A warning to parents of NJ teens [AUDIO]
Despite aggressive, ongoing efforts to warn New Jersey teens and their parents about the growing epidemic of prescription drug and heroin use, an increasing number of our kids are getting hooked on heroin, and many are overdosing on the dangerous drugs, in some cases, fatally.
There are clear warning signs, according to Angelo Valente, the executive director of the Partnership for a Drug Free New Jersey.
“It’s a change of friends, so if you see your child who has had a group of friends for many years, and those friends are no longer a part of his or her life, that’s certainly a big sign,” Valente said.
Another indication, Valente said, is your son or daughter suddenly nodding off at the dinner table. Some drug users may also experience constant itching.

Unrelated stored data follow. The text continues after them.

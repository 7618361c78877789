//! Fixed marketing copy for every section of the page.
//!
//! Everything here is a `&'static` literal; nothing is computed, fetched
//! or persisted. The demo answers in particular are the whole of the
//! product's "intelligence".

/// One rotating chat bubble in the hero section.
pub struct ChatMessage {
    pub emoji: &'static str,
    pub text: &'static str,
    pub from_bot: bool,
}

pub const CHAT_MESSAGES: [ChatMessage; 4] = [
    ChatMessage {
        emoji: "☕",
        text: "3,200 PKR last month… caffeine is expensive love.",
        from_bot: false,
    },
    ChatMessage {
        emoji: "🍛",
        text: "2,400 PKR this week… special occasion?",
        from_bot: false,
    },
    ChatMessage {
        emoji: "🚗",
        text: "9 rides in 3 days… chai ka budget kahan gaya?",
        from_bot: false,
    },
    ChatMessage {
        emoji: "🤖",
        text: "Want to know your full story? Let's talk.",
        from_bot: true,
    },
];

pub const HERO_BADGE: &str = "Made in Pakistan 🇵🇰";
pub const HERO_TITLE: &str = "Your Expenses Are Talking";
pub const HERO_SUBTITLE: &str =
    "The first AI expense tracker that speaks your language. Chat with your money in Urdu, English, or Hinglish!";
pub const HERO_CTA_PRIMARY: &str = "Start Talking to Your Wallet →";
pub const HERO_CTA_SECONDARY: &str = "See How It Works";

/// The phone-mockup conversation next to the hero copy.
pub const PHONE_CONVERSATION: [(&str, bool); 4] = [
    ("How much did I spend on food this week?", false),
    ("You spent 4,200 PKR on food this week. That's 15% of your budget!", true),
    ("Kya main budget se zyada spend kar raha hun?", false),
    ("Abhi tak sab theek hai! 2,800 PKR budget bacha hai 😊", true),
];

pub const HOW_TITLE: &str = "How It Works";
pub const HOW_SUBTITLE: &str = "Three simple steps to financial clarity";

/// (step title, step description)
pub const HOW_IT_WORKS: [(&str, &str); 3] = [
    ("1️⃣ Snap & Scan", "Upload or snap your receipt, we read it instantly using AI"),
    ("2️⃣ Talk to Your Expenses", "Ask anything, like \"How much on groceries last month?\""),
    ("3️⃣ Get Reports & Alerts", "Daily, weekly, monthly summaries + budget warnings"),
];

pub const PERSONAS_TITLE: &str = "Made for Every Pakistani";
pub const PERSONAS_SUBTITLE: &str = "See how WalletWala fits your lifestyle";

/// One lifestyle persona card; `example` and `tip` are revealed for the
/// selected card only.
pub struct Persona {
    pub icon: &'static str,
    pub title: &'static str,
    pub subtitle: &'static str,
    pub example: [&'static str; 3],
    pub tip: &'static str,
}

pub const PERSONAS: [Persona; 5] = [
    Persona {
        icon: "🎓",
        title: "The Student",
        subtitle: "Keeps track of chai & notes",
        example: [
            "Monthly chai budget: 1,200 PKR",
            "Books & supplies: 3,500 PKR",
            "Transport: 2,000 PKR",
        ],
        tip: "Get alerts when your chai money runs low!",
    },
    Persona {
        icon: "💻",
        title: "The Freelancer",
        subtitle: "Knows when client paid late",
        example: [
            "Client A: Payment due 3 days ago",
            "Internet bill: 2,500 PKR",
            "Co-working space: 8,000 PKR",
        ],
        tip: "Track irregular income and plan for dry spells",
    },
    Persona {
        icon: "🛍️",
        title: "The Shopaholic",
        subtitle: "Alerts when sale season gets dangerous",
        example: [
            "Shopping this month: 15,600 PKR",
            "Budget remaining: 4,400 PKR",
            "Sale alert: Khaadi 50% off!",
        ],
        tip: "Set shopping limits and get warned before overspending",
    },
    Persona {
        icon: "👨‍👩‍👧‍👦",
        title: "The Family Planner",
        subtitle: "Keeps Eid shopping in budget",
        example: [
            "Eid budget: 25,000 PKR",
            "Clothes: 12,000 PKR spent",
            "Gifts: 8,000 PKR remaining",
        ],
        tip: "Plan family expenses and special occasions",
    },
    Persona {
        icon: "💼",
        title: "The Professional",
        subtitle: "Tracks office lunches & fuel",
        example: [
            "Fuel this month: 8,500 PKR",
            "Office lunches: 4,200 PKR",
            "Parking fees: 1,800 PKR",
        ],
        tip: "Manage work-related expenses efficiently",
    },
];

/// Scale legend under the mood display.
pub const MOOD_SCALE: [&str; 3] = ["😁 Rich", "😐 Okay", "😰 Broke"];

/// (emoji, label) for the three scenario preset buttons, index-aligned
/// with [`crate::meter::PRESETS`].
pub const PRESET_LABELS: [(&str, &str); 3] = [
    ("😁", "Under Budget"),
    ("😐", "On Track"),
    ("😰", "Overspent"),
];

pub const METER_TITLE: &str = "Your Wallet Has Feelings Too";
pub const METER_SUBTITLE: &str =
    "Drag the slider to see how your spending affects your wallet's mood";
pub const METER_TIP: &str =
    "💡 Try it: Drag the slider above to see how your wallet reacts to different spending levels!";

/// The demo box's entire question-answering capability.
pub const DEMO_RESPONSES: [(&str, &str); 4] = [
    (
        "where did my money go this week",
        "45% on groceries, 30% on transport, 15% on eating out, 10% on utilities.",
    ),
    (
        "how much on food last month",
        "You spent 15,600 PKR on food last month. That's 800 PKR more than usual!",
    ),
    (
        "show my biggest expense",
        "Your biggest expense was rent at 35,000 PKR, followed by groceries at 8,200 PKR.",
    ),
    (
        "am i overspending",
        "You're 2,100 PKR over budget this month. Maybe skip a few Careem rides? 😉",
    ),
];

pub const DEMO_FALLBACK: &str =
    "I can help you track expenses, analyze spending patterns, and set budgets. Try asking about your spending!";

pub const DEMO_TITLE: &str = "Try It Live";
pub const DEMO_SUBTITLE: &str = "Ask your expenses anything - see how WalletWala responds";
pub const DEMO_PLACEHOLDER: &str = "Try: 'where did my money go this week'";
pub const DEMO_EMPTY_HINT: &str = "Type a question to see how WalletWala responds!";

pub const DEMO_SUGGESTIONS: [&str; 3] = [
    "How much on food last month",
    "Show my biggest expense",
    "Am I overspending",
];

pub const FEATURES_TITLE: &str = "Why WalletWala";
pub const FEATURES_SUBTITLE: &str = "Everything you need to master your money";

/// (title, description) feature cards.
pub const FEATURES: [(&str, &str); 6] = [
    ("📷 Auto Receipt Scan", "Snap and forget - we handle the rest"),
    ("📊 Smart Reports", "Beautiful insights in plain language"),
    ("🔔 Overspending Alerts", "Get warned before you go overboard"),
    ("💬 Chat with Expenses", "Ask questions in Urdu or English"),
    ("🔍 Category Insights", "See where every rupee goes"),
    ("☁️ Cloud Sync", "Access your data anywhere, anytime"),
];

pub const TESTIMONIALS_TITLE: &str = "What People Say";

pub struct Testimonial {
    pub quote: &'static str,
    pub author: &'static str,
}

pub const TESTIMONIALS: [Testimonial; 2] = [
    Testimonial {
        quote: "WalletWala saved me 12,000 PKR in 2 months! Finally I know where my money goes.",
        author: "— Ahmed, Karachi",
    },
    Testimonial {
        quote: "Finally an expense tracker that speaks my language. Love the Urdu support!",
        author: "— Fatima, Lahore",
    },
];

pub const CTA_TITLE: &str = "Ready to make your expenses talk?";
pub const CTA_SUBTITLE: &str = "📲 Install WalletWala on your phone today!";
pub const CTA_BUTTON: &str = "Install Now";

pub const FOOTER_TAGLINE: &str = "Making expense tracking conversational for Pakistan.";

/// (column title, links)
pub const FOOTER_COLUMNS: [(&str, &[&str]); 2] = [
    ("Product", &["Features", "Pricing", "Download"]),
    ("Company", &["About", "Contact", "Privacy Policy", "Terms"]),
];

#[cfg(test)]
mod tests {
    use super::*;

    #[test]
    fn test_demo_keys_are_normalized() {
        // The responder lowercases and trims input before the exact-match
        // lookup, so the table keys must already be in that form.
        for (question, _) in DEMO_RESPONSES {
            assert_eq!(question, question.to_lowercase());
            assert_eq!(question, question.trim());
        }
    }

    #[test]
    fn test_preset_labels_align_with_presets() {
        assert_eq!(PRESET_LABELS.len(), crate::meter::PRESETS.len());
    }
}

“We hear from parents about how their children are sitting watching TV and itching to a point where they really are distracting all the other members of the family that are sitting there,” he said. “And certainly bloodshed eyes and also loss of valuables in the home, because they need to support their habits, they need to be able to get money from some source.”
He said if you see these signs, “make sure you challenge the child to find out what the issue may be, and get help, there is no step more important than getting help for that child as quickly as possible.”
Christina Rivell, 17, who became a heroin addict at the age of 15, did get the help she needed to turn her life around.
“I was going out with a boyfriend who was selling opiates,” she said. “It started out with those, and once we broke up I went right to heroin because I needed it to feel normal – it wasn’t to get high anymore, I needed it to get up, go to work and go to school.”
She said in the beginning, heroin was all fun and games.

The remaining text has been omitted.